The Dec. 2019 approval for Vascepa, use of which had previously been limited to lowering triglyceride counts in certain high-risk people, greatly boosted the drug's — and Amarin's — prospects for growth. This year, the company forecast net revenue between $650 and $700 million, which is roughly triple what it earned in 2018, before the REDUCE-IT study proved Vascepa's heart benefit.
Now, with the U.S. District Court for the District of Nevada ruling against Amarin, that growth is at risk.
In the case, Amarin had sued Hikma and Dr. Reddy's for infringement on five patents it held concerning the use of Vascepa to reduce triglycerides. All five were set to expire in 2030.

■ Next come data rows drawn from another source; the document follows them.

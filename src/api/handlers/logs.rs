use axum::{
    extract::{Path, Query, State},
    http::StatusCode,
    Json,
};
use validator::Validate;

use crate::api::models::{CreateLogRequest, ListLogsResponse, PageQuery, Pagination};
use crate::api::state::AppState;
use crate::error::{Result, ServiceError};
use crate::models::LogEntry;
use crate::repository::LogRepository;

#[utoipa::path(
    get,
    path = "/api/v1/logs",
    params(PageQuery),
    responses(
        (status = 200, description = "List of usage log entries", body = ListLogsResponse),
        (status = 400, description = "Bad request"),
        (status = 500, description = "Internal server error")
    )
)]
#[tracing::instrument(skip(state))]
pub async fn list_logs(
    Query(query): Query<PageQuery>,
    State(state): State<AppState>,
) -> Result<Json<ListLogsResponse>> {
    query
        .validate()
        .map_err(|e| ServiceError::invalid_input("query", e.to_string()))?;

    let repo = LogRepository::new(state.pool);

    let logs = repo.list(&query).await?;
    let total = repo.count().await?;

    let pagination = Pagination::new(query.page(), query.page_size(), total);

    Ok(Json(ListLogsResponse {
        data: logs,
        pagination,
    }))
}

#[utoipa::path(
    post,
    path = "/api/v1/logs",
    request_body = CreateLogRequest,
    responses(
        (status = 201, description = "Log entry created", body = LogEntry),
        (status = 400, description = "Bad request"),
        (status = 500, description = "Internal server error")
    )
)]
#[tracing::instrument(skip(state))]
pub async fn create_log(
    State(state): State<AppState>,
    Json(req): Json<CreateLogRequest>,
) -> Result<(StatusCode, Json<LogEntry>)> {
    req.validate()
        .map_err(|e| ServiceError::invalid_input("body", e.to_string()))?;

    let repo = LogRepository::new(state.pool);
    let entry = repo.create(req).await?;

    Ok((StatusCode::CREATED, Json(entry)))
}

#[utoipa::path(
    delete,
    path = "/api/v1/logs/{id}",
    params(
        ("id" = i64, Path, description = "Log entry ID")
    ),
    responses(
        (status = 204, description = "Log entry deleted"),
        (status = 404, description = "Log entry not found"),
        (status = 500, description = "Internal server error")
    )
)]
#[tracing::instrument(skip(state))]
pub async fn delete_log(
    Path(id): Path<i64>,
    State(state): State<AppState>,
) -> Result<StatusCode> {
    let repo = LogRepository::new(state.pool);
    repo.soft_delete(id).await?;

    Ok(StatusCode::NO_CONTENT)
}
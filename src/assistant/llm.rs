//! Client for an Ollama-style text-completion API.

use async_trait::async_trait;
use reqwest::Client;
use serde::{Deserialize, Serialize};
use tracing::debug;

use crate::config::LlmConfig;
use crate::error::{Result, ServiceError};

/// Text-completion seam. The pipeline talks to this trait so tests can
/// substitute a scripted provider.
#[async_trait]
pub trait CompletionProvider: Send + Sync {
    /// Sends a rendered prompt and returns the model's text content.
    async fn complete(&self, prompt: &str) -> Result<String>;
}

#[derive(Debug, Serialize)]
struct GenerateRequest<'a> {
    model: &'a str,
    prompt: &'a str,
    temperature: f32,
    max_tokens: u32,
    stream: bool,
}

#[derive(Debug, Deserialize)]
struct GenerateResponse {
    response: String,
    #[serde(default)]
    eval_count: u32,
    #[serde(default)]
    total_duration: u64,
}

/// Completion client over HTTP. No retries; the configured request timeout
/// is the only backstop on a stalled upstream call.
pub struct OllamaClient {
    client: Client,
    config: LlmConfig,
}

impl OllamaClient {
    pub fn new(config: LlmConfig) -> Result<Self> {
        let client = Client::builder()
            .timeout(config.timeout)
            .build()
            .map_err(|e| ServiceError::internal(format!("failed to build HTTP client: {e}")))?;

        Ok(Self { client, config })
    }
}

#[async_trait]
impl CompletionProvider for OllamaClient {
    async fn complete(&self, prompt: &str) -> Result<String> {
        let url = format!("{}/api/generate", self.config.base_url);

        let request = GenerateRequest {
            model: &self.config.model,
            prompt,
            temperature: self.config.temperature,
            max_tokens: self.config.max_tokens,
            stream: false,
        };

        debug!(model = %self.config.model, prompt_len = prompt.len(), "Sending completion request");

        let mut builder = self.client.post(&url).json(&request);
        if let Some(ref api_key) = self.config.api_key {
            builder = builder.bearer_auth(api_key);
        }

        let response = builder
            .send()
            .await
            .map_err(|e| ServiceError::llm(e.to_string()))?;

        if !response.status().is_success() {
            let status = response.status();
            let error_text = response.text().await.unwrap_or_default();
            return Err(ServiceError::llm(format!("HTTP {status}: {error_text}")));
        }

        let body: GenerateResponse = response
            .json()
            .await
            .map_err(|e| ServiceError::llm(e.to_string()))?;

        debug!(
            eval_count = body.eval_count,
            duration_ms = body.total_duration / 1_000_000,
            "Completion response received"
        );

        Ok(body.response)
    }
}

#[cfg(test)]
mod tests {
    use super::*;
    use std::time::Duration;

    fn test_config() -> LlmConfig {
        LlmConfig {
            base_url: "http://localhost:11434".to_string(),
            model: "llama3.1".to_string(),
            api_key: None,
            timeout: Duration::from_secs(120),
            temperature: 0.2,
            max_tokens: 512,
        }
    }

    #[test]
    fn test_client_creation() {
        assert!(OllamaClient::new(test_config()).is_ok());
    }

    #[test]
    fn test_generate_request_serialization() {
        let request = GenerateRequest {
            model: "llama3.1",
            prompt: "How much Benadryl is left?",
            temperature: 0.2,
            max_tokens: 512,
            stream: false,
        };

        let json = serde_json::to_value(&request).unwrap();
        assert_eq!(json["model"], "llama3.1");
        assert_eq!(json["stream"], false);
    }

    #[test]
    fn test_generate_response_deserialization() {
        let json = r#"{"model":"llama3.1","response":"2","done":true,"eval_count":12}"#;
        let response: GenerateResponse = serde_json::from_str(json).unwrap();
        assert_eq!(response.response, "2");
        assert_eq!(response.eval_count, 12);
        assert_eq!(response.total_duration, 0);
    }
}
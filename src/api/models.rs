//! Request and response shapes for the HTTP surface.

use chrono::{DateTime, Utc};
use serde::{Deserialize, Serialize};
use utoipa::{IntoParams, ToSchema};
use validator::Validate;

use crate::models::{CrewMember, CrewRef, LogEntry, LotRef, Supply, SupplyRef};

const DEFAULT_PAGE_SIZE: i64 = 20;

/// Pagination and keyword options shared by list endpoints.
///
/// `page` and `page_size` are 1-based; violations are rejected with 400
/// before any query is issued.
#[derive(Debug, Default, Deserialize, Validate, IntoParams)]
pub struct PageQuery {
    #[validate(range(min = 1))]
    pub page: Option<i64>,
    #[validate(range(min = 1, max = 200))]
    pub page_size: Option<i64>,
    pub keywords: Option<String>,
}

impl PageQuery {
    pub fn page(&self) -> i64 {
        self.page.unwrap_or(1)
    }

    pub fn page_size(&self) -> i64 {
        self.page_size.unwrap_or(DEFAULT_PAGE_SIZE)
    }

    /// Saturates instead of overflowing; a page number beyond the table is
    /// an empty result, not a panic.
    pub fn offset(&self) -> i64 {
        self.page_size().saturating_mul(self.page().saturating_sub(1))
    }
}

#[derive(Debug, Clone, PartialEq, Eq, Serialize, Deserialize, ToSchema)]
pub struct Pagination {
    pub page: i64,
    pub page_size: i64,
    pub total_items: i64,
    pub total_pages: i64,
}

impl Pagination {
    pub fn new(page: i64, page_size: i64, total_items: i64) -> Self {
        let total_pages = if total_items == 0 {
            0
        } else {
            (total_items + page_size - 1) / page_size
        };

        Self {
            page,
            page_size,
            total_items,
            total_pages,
        }
    }
}

#[derive(Debug, Serialize, Deserialize, ToSchema)]
pub struct ListSuppliesResponse {
    pub data: Vec<Supply>,
    pub pagination: Pagination,
}

#[derive(Debug, Serialize, Deserialize, ToSchema)]
pub struct ListCrewResponse {
    pub data: Vec<CrewMember>,
    pub pagination: Pagination,
}

#[derive(Debug, Serialize, Deserialize, ToSchema)]
pub struct ListLogsResponse {
    pub data: Vec<LogEntry>,
    pub pagination: Pagination,
}

#[derive(Debug, Deserialize, Validate, ToSchema)]
pub struct CreateSupplyRequest {
    #[validate(length(min = 1))]
    pub supply_type: String,
    #[validate(length(min = 1))]
    pub name: String,
    pub strength: Option<String>,
    pub route: Option<String>,
    #[validate(range(min = 1))]
    pub quantity_per_package: Option<i32>,
    pub side_effects: Option<String>,
    pub location: Option<String>,
}

#[derive(Debug, Deserialize, Validate, ToSchema)]
pub struct UpdateSupplyRequest {
    #[validate(length(min = 1))]
    pub supply_type: Option<String>,
    #[validate(length(min = 1))]
    pub name: Option<String>,
    pub strength: Option<String>,
    pub route: Option<String>,
    #[validate(range(min = 1))]
    pub quantity_per_package: Option<i32>,
    pub side_effects: Option<String>,
    pub location: Option<String>,
}

#[derive(Debug, Deserialize, Validate, ToSchema)]
pub struct CreateLotRequest {
    pub supply: SupplyRef,
    #[validate(range(min = 1))]
    pub quantity: i32,
    pub expiry_date: Option<DateTime<Utc>>,
    pub owner_id: Option<String>,
}

#[derive(Debug, Deserialize, Validate, ToSchema)]
pub struct UpdateLotRequest {
    #[validate(range(min = 1))]
    pub quantity: Option<i32>,
    pub expiry_date: Option<DateTime<Utc>>,
}

/// Claim identity travels with each request; nothing is cached per process.
#[derive(Debug, Deserialize, Validate, ToSchema)]
pub struct ClaimLotRequest {
    #[validate(length(min = 1))]
    pub crew_id: String,
}

#[derive(Debug, Deserialize, Validate, ToSchema)]
pub struct CreateCrewRequest {
    #[validate(length(min = 1))]
    pub id: String,
    #[validate(length(min = 1))]
    pub first_name: String,
    #[validate(length(min = 1))]
    pub last_name: String,
}

#[derive(Debug, Deserialize, Validate, ToSchema)]
pub struct UpdateCrewRequest {
    #[validate(length(min = 1))]
    pub first_name: Option<String>,
    #[validate(length(min = 1))]
    pub last_name: Option<String>,
}

#[derive(Debug, Deserialize, Validate, ToSchema)]
pub struct CreateLogRequest {
    pub lot: LotRef,
    pub crew: CrewRef,
    #[validate(range(min = 1))]
    pub quantity: i32,
}

/// `question` is optional in the shape so its absence maps to a 400 with a
/// message, not a deserialization rejection.
#[derive(Debug, Deserialize, ToSchema)]
pub struct AskRequest {
    pub question: Option<String>,
}

#[derive(Debug, Serialize, Deserialize, ToSchema)]
pub struct AskResponse {
    pub message: String,
}

#[derive(Debug, Serialize, Deserialize, ToSchema)]
pub struct HealthResponse {
    pub status: String,
    pub version: String,
    pub database: String,
}

#[cfg(test)]
mod tests {
    use super::*;

    #[test]
    fn test_page_query_defaults() {
        let query = PageQuery::default();
        assert_eq!(query.page(), 1);
        assert_eq!(query.page_size(), DEFAULT_PAGE_SIZE);
        assert_eq!(query.offset(), 0);
    }

    #[test]
    fn test_page_query_offset() {
        let query = PageQuery {
            page: Some(3),
            page_size: Some(10),
            keywords: None,
        };
        assert_eq!(query.offset(), 20);
    }

    #[test]
    fn test_page_query_offset_saturates_on_huge_page() {
        let query = PageQuery {
            page: Some(i64::MAX),
            page_size: Some(200),
            keywords: None,
        };
        assert!(query.validate().is_ok());
        assert_eq!(query.offset(), i64::MAX);
    }

    #[test]
    fn test_page_query_rejects_zero_page() {
        let query = PageQuery {
            page: Some(0),
            page_size: Some(10),
            keywords: None,
        };
        assert!(query.validate().is_err());
    }

    #[test]
    fn test_page_query_rejects_zero_page_size() {
        let query = PageQuery {
            page: Some(1),
            page_size: Some(0),
            keywords: None,
        };
        assert!(query.validate().is_err());
    }

    #[test]
    fn test_pagination_rounds_up() {
        let pagination = Pagination::new(1, 10, 25);
        assert_eq!(pagination.total_pages, 3);

        let empty = Pagination::new(1, 10, 0);
        assert_eq!(empty.total_pages, 0);
    }

    #[test]
    fn test_create_supply_request_validation() {
        let req = CreateSupplyRequest {
            supply_type: "medication".to_string(),
            name: "Diphenhydramine (Benadryl)".to_string(),
            strength: Some("25 mg".to_string()),
            route: Some("oral".to_string()),
            quantity_per_package: Some(30),
            side_effects: None,
            location: None,
        };
        assert!(req.validate().is_ok());

        let bad = CreateSupplyRequest {
            supply_type: "medication".to_string(),
            name: String::new(),
            strength: None,
            route: None,
            quantity_per_package: None,
            side_effects: None,
            location: None,
        };
        assert!(bad.validate().is_err());
    }

    #[test]
    fn test_create_lot_request_validation() {
        let req = CreateLotRequest {
            supply: SupplyRef::ById(2),
            quantity: 9,
            expiry_date: None,
            owner_id: None,
        };
        assert!(req.validate().is_ok());

        let bad = CreateLotRequest {
            supply: SupplyRef::ById(2),
            quantity: 0,
            expiry_date: None,
            owner_id: None,
        };
        assert!(bad.validate().is_err());
    }

    #[test]
    fn test_ask_request_accepts_missing_question() {
        let req: AskRequest = serde_json::from_str("{}").unwrap();
        assert!(req.question.is_none());
    }
}
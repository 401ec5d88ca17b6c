use axum::{extract::State, Json};

use crate::api::models::HealthResponse;
use crate::api::state::AppState;

#[utoipa::path(
    get,
    path = "/health",
    responses(
        (status = 200, description = "Service health", body = HealthResponse)
    )
)]
#[tracing::instrument(skip(state))]
pub async fn health(State(state): State<AppState>) -> Json<HealthResponse> {
    let database = match sqlx::query("SELECT 1").execute(&state.pool).await {
        Ok(_) => "connected",
        Err(_) => "disconnected",
    };

    Json(HealthResponse {
        status: "ok".to_string(),
        version: env!("CARGO_PKG_VERSION").to_string(),
        database: database.to_string(),
    })
}
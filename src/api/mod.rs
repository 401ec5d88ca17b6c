pub mod handlers;
pub mod models;
pub mod routes;
pub mod state;

pub use routes::create_routes;
pub use state::AppState;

District Court Judge Miranda Du did find, in fact, that generic versions of Vascepa from Hikma and Dr. Reddy's would infringe on Amarin's patents, but concluded those patents were invalid due to obviousness, a legal term indicating someone skilled in the field could logically have come up with the patented claims.
Amarin tried to argue the REDUCE-IT results, which were more compelling than doctors and analysts had expected, demonstrated the non-obviousness of its patents. Du, however, determined the study data weren't relevant because they went beyond the claims specified in the five patents.
"Amarin strongly disagrees with the ruling and will vigorously pursue all available remedies, including an appeal of the court's decision and a preliminary injunction pending appeal to, if an ANDA is approved by FDA, prevent launch of generic versions of Vascepa in the United States," said Amarin CEO John Thero in a Mar. 30 statement.
Hikma and Dr. Reddy's aren't currently in a position to launch a generic drug, having yet to win FDA approval. But analysts think a launch could be possible by 2021 or 2022, much earlier than previously anticipated.
In a statement, Hikma said it's working to secure U.S. approval for its generic version of Vascepa, and would consider an at-risk launch in the event of an FDA OK and Amarin appealing the district court decision.
Amarin said it would continue with its marketing efforts for Vascepa, which the company had stepped up following the December approval. However, it suggested that promotional activities could be adjusted after a decision is made on how the company plans to proceed.
Some of Amarin's sales efforts have been put on hold due to the coronavirus pandemic, which led the company earlier this month to suspend all face-to-face meetings between its representatives and healthcare professionals.
Amarin also emphasized the court's ruling applies only in the U.S., outside of which no generic litigation is currently pending. Vascepa is approved in Canada and the company is seeking additional regulatory clearance in the EU and China.